Abstract

This paper investigates whether members of the European Court of Justice (ECJ), as is often assumed, behave in accordance with legalistic models of judge behavior. So far, different from courts in the U.S. And elsewhere, there is no conclusive evidence that the background of individual judges influence the decision-making of the Court. There are two possible explanations for this. First, it seems possible that the unique institutional culture at the Court has created an environment which minimizes the influence of such factors. Second, it seems possible that these effects exist, but that they have so far gone largely unnoticed, because the non-disclosure of individual votes and non-random case assignment pose great challenges to any attempt to identify them. This paper focuses on the impact of the political preferences of Member State governments on the decision-making of the Advocates General, who are judge-like members of the ECJ. I develop a formal test to answer whether a relationship exists between the policy preferences of EU Member State governments with regard to European integration, and the decision behavior of Advocates General appointed by these governments.
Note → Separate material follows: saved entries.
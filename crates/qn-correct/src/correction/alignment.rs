//! Alignment: rotate the Q-vector so its event plane lines up with the one of
//! a reference configuration.

use super::{
    SkipCounter, Snapshot, StepInput, StepOutcome, StepSetup, StepState,
    default_validation_threshold, is_meaningful, not_initialized,
};
use crate::calibration::CalibrationInput;
use crate::qvector::QnVector;
use qn_core::{Error, EventClassVariableSet, HarmonicSet, Result, SIGNIFICANCE_THRESHOLD};
use qn_hist::{AccumulatorStorage, CorrelationProfile};
use serde::{Deserialize, Serialize};

/// Chain key.
pub const ALIGNMENT_KEY: &str = "EEEE";
/// Step and stage name.
pub const ALIGNMENT_NAME: &str = "align";

/// Alignment options.
#[derive(Debug, Clone, PartialEq, Serialize, Deserialize)]
#[serde(deny_unknown_fields)]
pub struct AlignmentSettings {
    /// Configuration to align to.
    pub reference: String,
    /// Harmonic the offset angle is measured at.
    pub harmonic: u32,
    /// Minimum entries per bin.
    #[serde(default = "default_validation_threshold")]
    pub validation_threshold: u64,
    /// Keep collecting once calibration input is attached.
    #[serde(default)]
    pub collect_while_applying: bool,
}

impl AlignmentSettings {
    /// Align to `reference` at `harmonic` with default thresholds.
    pub fn new(reference: impl Into<String>, harmonic: u32) -> Self {
        Self {
            reference: reference.into(),
            harmonic,
            validation_threshold: default_validation_threshold(),
            collect_while_applying: false,
        }
    }
}

/// Alignment step.
#[derive(Debug, Clone)]
pub struct Alignment {
    settings: AlignmentSettings,
    configuration: String,
    accumulator: String,
    event_classes: EventClassVariableSet,
    harmonics: HarmonicSet,
    alignment_harmonic: HarmonicSet,
    state: StepState,
    output: Option<CorrelationProfile>,
    input: Option<CorrelationProfile>,
    qa: SkipCounter,
}

impl Alignment {
    /// Alignment of the configuration in `setup`. The alignment harmonic must
    /// be declared by the configuration.
    pub fn new(setup: &StepSetup<'_>, settings: AlignmentSettings) -> Result<Self> {
        if !setup.harmonics.contains(settings.harmonic) {
            return Err(Error::Structural(format!(
                "alignment of '{}' at harmonic {} which the configuration does not declare",
                setup.configuration, settings.harmonic
            )));
        }
        if settings.reference == setup.configuration {
            return Err(Error::Structural(format!(
                "configuration '{}' cannot be aligned to itself",
                setup.configuration
            )));
        }
        Ok(Self {
            alignment_harmonic: HarmonicSet::new(&[settings.harmonic])?,
            settings,
            configuration: setup.configuration.to_string(),
            accumulator: setup.accumulator_name(ALIGNMENT_NAME),
            event_classes: setup.event_classes.clone(),
            harmonics: setup.harmonics,
            state: StepState::Calibrating,
            output: None,
            input: None,
            qa: SkipCounter::new(setup.event_classes.n_cells()),
        })
    }

    /// Step name.
    pub fn name(&self) -> &'static str {
        ALIGNMENT_NAME
    }

    /// Current state.
    pub fn state(&self) -> StepState {
        self.state
    }

    /// Options.
    pub fn settings(&self) -> &AlignmentSettings {
        &self.settings
    }

    /// Name of the calibration accumulator.
    pub fn accumulator_name(&self) -> &str {
        &self.accumulator
    }

    /// The reference configuration and the harmonic read from it.
    pub fn references(&self) -> Vec<(&str, HarmonicSet)> {
        vec![(self.settings.reference.as_str(), self.alignment_harmonic)]
    }

    fn profile(&self) -> Result<CorrelationProfile> {
        Ok(CorrelationProfile::new(&self.accumulator, &self.event_classes, self.alignment_harmonic)?
            .with_validation_threshold(self.settings.validation_threshold))
    }

    /// Attach the previous period's correlations.
    pub fn attach_input(&mut self, input: &CalibrationInput<'_>) -> Result<bool> {
        let Some(storage) = input.find(&self.accumulator) else {
            log::warn!(
                "{}: no calibration input '{}', collecting only",
                self.configuration,
                self.accumulator
            );
            return Ok(false);
        };
        let mut profile = self.profile()?;
        profile.attach(storage)?;
        self.input = Some(profile);
        self.state.advance(StepState::attached(self.settings.collect_while_applying));
        log::debug!(
            "{}: alignment attached '{}', now {:?}",
            self.configuration,
            self.accumulator,
            self.state
        );
        Ok(true)
    }

    /// Allocate the output accumulator if the state collects.
    pub fn create_output(&mut self) -> Result<()> {
        self.output = None;
        if self.state.collects() {
            let mut profile = self.profile()?;
            profile.create_storage()?;
            self.output = Some(profile);
        }
        Ok(())
    }

    /// Collect and/or apply on the current Q-vector.
    pub fn process(&mut self, qn: &QnVector, input: &StepInput<'_>) -> Result<StepOutcome> {
        if self.state.collects() {
            let reference = input.peers.get(&self.settings.reference).ok_or_else(|| {
                Error::NotFound(format!(
                    "alignment of '{}' references unknown configuration '{}'",
                    self.configuration, self.settings.reference
                ))
            })?;
            let output = self
                .output
                .as_mut()
                .ok_or_else(|| not_initialized(ALIGNMENT_NAME, &self.configuration))?;
            if qn.is_good() && reference.is_good() {
                let h = self.settings.harmonic;
                output.fill_pair(
                    input.variables,
                    h,
                    (qn.qx(h), qn.qy(h)),
                    (reference.qx(h), reference.qy(h)),
                )?;
            }
        }
        match self.state {
            StepState::Calibrating => Ok(StepOutcome::NotApplied),
            StepState::ApplyAndCollect | StepState::Applying => {
                let corrected = self.apply(qn, input.variables)?;
                Ok(StepOutcome::Applied(vec![Snapshot::new(ALIGNMENT_NAME, corrected)]))
            }
        }
    }

    fn apply(&mut self, qn: &QnVector, variables: &[f64]) -> Result<QnVector> {
        let mut corrected = qn.clone();
        if !qn.is_good() {
            return Ok(corrected);
        }
        let calibration = self
            .input
            .as_ref()
            .ok_or_else(|| not_initialized(ALIGNMENT_NAME, &self.configuration))?;
        let Some(bin) = calibration.bin_index(variables) else {
            self.qa.record_unbinned();
            return Ok(corrected);
        };
        let h_align = self.settings.harmonic;
        if !calibration.is_validated(bin, h_align)? {
            self.qa.record(bin);
            return Ok(corrected);
        }
        let xx = calibration.xx_content(bin, h_align)?;
        let xy = calibration.xy_content(bin, h_align)?;
        let yx = calibration.yx_content(bin, h_align)?;
        let yy = calibration.yy_content(bin, h_align)?;
        let (num, den) = (xy - yx, xx + yy);
        if num.abs() < SIGNIFICANCE_THRESHOLD && den.abs() < SIGNIFICANCE_THRESHOLD {
            self.qa.record(bin);
            return Ok(corrected);
        }
        let delta = -num.atan2(den) / h_align as f64;
        if !is_meaningful(delta) {
            self.qa.record(bin);
            return Ok(corrected);
        }
        for h in self.harmonics.iter() {
            let (sin, cos) = (h as f64 * delta).sin_cos();
            let (x, y) = (qn.qx(h), qn.qy(h));
            corrected.set(h, x * cos + y * sin, y * cos - x * sin);
        }
        Ok(corrected)
    }

    /// Collected output accumulator, if any.
    pub fn calibration_output(&self) -> Vec<AccumulatorStorage> {
        self.output.as_ref().and_then(|p| p.storage()).cloned().into_iter().collect()
    }

    /// Skip counters.
    pub fn qa(&self) -> &SkipCounter {
        &self.qa
    }
}

#[cfg(test)]
mod tests {
    use super::*;
    use crate::correction::PeerQnVectors;
    use crate::qvector::QnVectorBuild;
    use approx::assert_abs_diff_eq;
    use qn_core::EventClassVariable;
    use qn_hist::AccumulatorList;
    use rand::rngs::StdRng;
    use rand::{Rng, SeedableRng};
    use std::f64::consts::PI;

    fn classes() -> EventClassVariableSet {
        EventClassVariableSet::with_variables(
            "cent",
            vec![EventClassVariable::uniform(0, "centrality", 1, 0.0, 100.0).unwrap()],
        )
    }

    fn unit(harmonics: &[u32], psi: f64) -> QnVector {
        let mut b = QnVectorBuild::new(HarmonicSet::new(harmonics).unwrap());
        b.add(psi, 1.0);
        b.check_quality(1);
        b.into_qn()
    }

    fn step() -> Alignment {
        let classes = classes();
        let setup = StepSetup {
            configuration: "FMD",
            event_classes: &classes,
            harmonics: HarmonicSet::new(&[1, 2]).unwrap(),
        };
        Alignment::new(&setup, AlignmentSettings::new("TPC", 2)).unwrap()
    }

    #[test]
    fn test_rotation_removes_calibrated_offset() {
        let offset = 0.3;
        let mut rng = StdRng::seed_from_u64(7);
        let mut calib = step();
        calib.create_output().unwrap();
        for _ in 0..200 {
            let psi = rng.gen_range(-PI..PI);
            let mut peers = PeerQnVectors::new();
            peers.insert("TPC", unit(&[2], psi));
            let own = unit(&[1, 2], psi + offset);
            let input = StepInput { variables: &[5.0], plain: &own, peers: &peers };
            assert_eq!(calib.process(&own, &input).unwrap(), StepOutcome::NotApplied);
        }
        let list: AccumulatorList = calib.calibration_output().into_iter().collect();

        let mut s = step();
        assert!(s.attach_input(&CalibrationInput::from_list(&list)).unwrap());
        let own = unit(&[1, 2], 1.0 + offset);
        let mut peers = PeerQnVectors::new();
        peers.insert("TPC", unit(&[2], 1.0));
        let input = StepInput { variables: &[5.0], plain: &own, peers: &peers };
        let StepOutcome::Applied(snaps) = s.process(&own, &input).unwrap() else {
            panic!("alignment not applied");
        };
        assert_eq!(snaps[0].stage, "align");
        assert_abs_diff_eq!(snaps[0].qn.event_plane(1), 1.0, epsilon = 1e-9);
        assert_abs_diff_eq!(snaps[0].qn.length(2), 1.0, epsilon = 1e-12);
    }

    #[test]
    fn test_undeclared_alignment_harmonic_rejected() {
        let classes = classes();
        let setup = StepSetup {
            configuration: "FMD",
            event_classes: &classes,
            harmonics: HarmonicSet::new(&[1]).unwrap(),
        };
        assert!(matches!(
            Alignment::new(&setup, AlignmentSettings::new("TPC", 2)),
            Err(Error::Structural(_))
        ));
    }

    #[test]
    fn test_missing_reference_is_not_found() {
        let mut s = step();
        s.create_output().unwrap();
        let own = unit(&[1, 2], 0.0);
        let peers = PeerQnVectors::new();
        let input = StepInput { variables: &[5.0], plain: &own, peers: &peers };
        assert!(matches!(s.process(&own, &input), Err(Error::NotFound(_))));
    }
}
This test formalizes the intuition that, if one Advocate General shows a high probability of deviating from a certain chamber in an integration-friendly direction, while another Advocate General shows a high probability of deviating in an integration-critical direction from decisions by the same chamber, one can infer that the decision standard applied by the first Advocate General is more integration-friendly than that of the second Advocate General. I find that Advocates General appointed by governments with prointegration preferences are on average more likely to deviate from the Court in a pro-integration direction.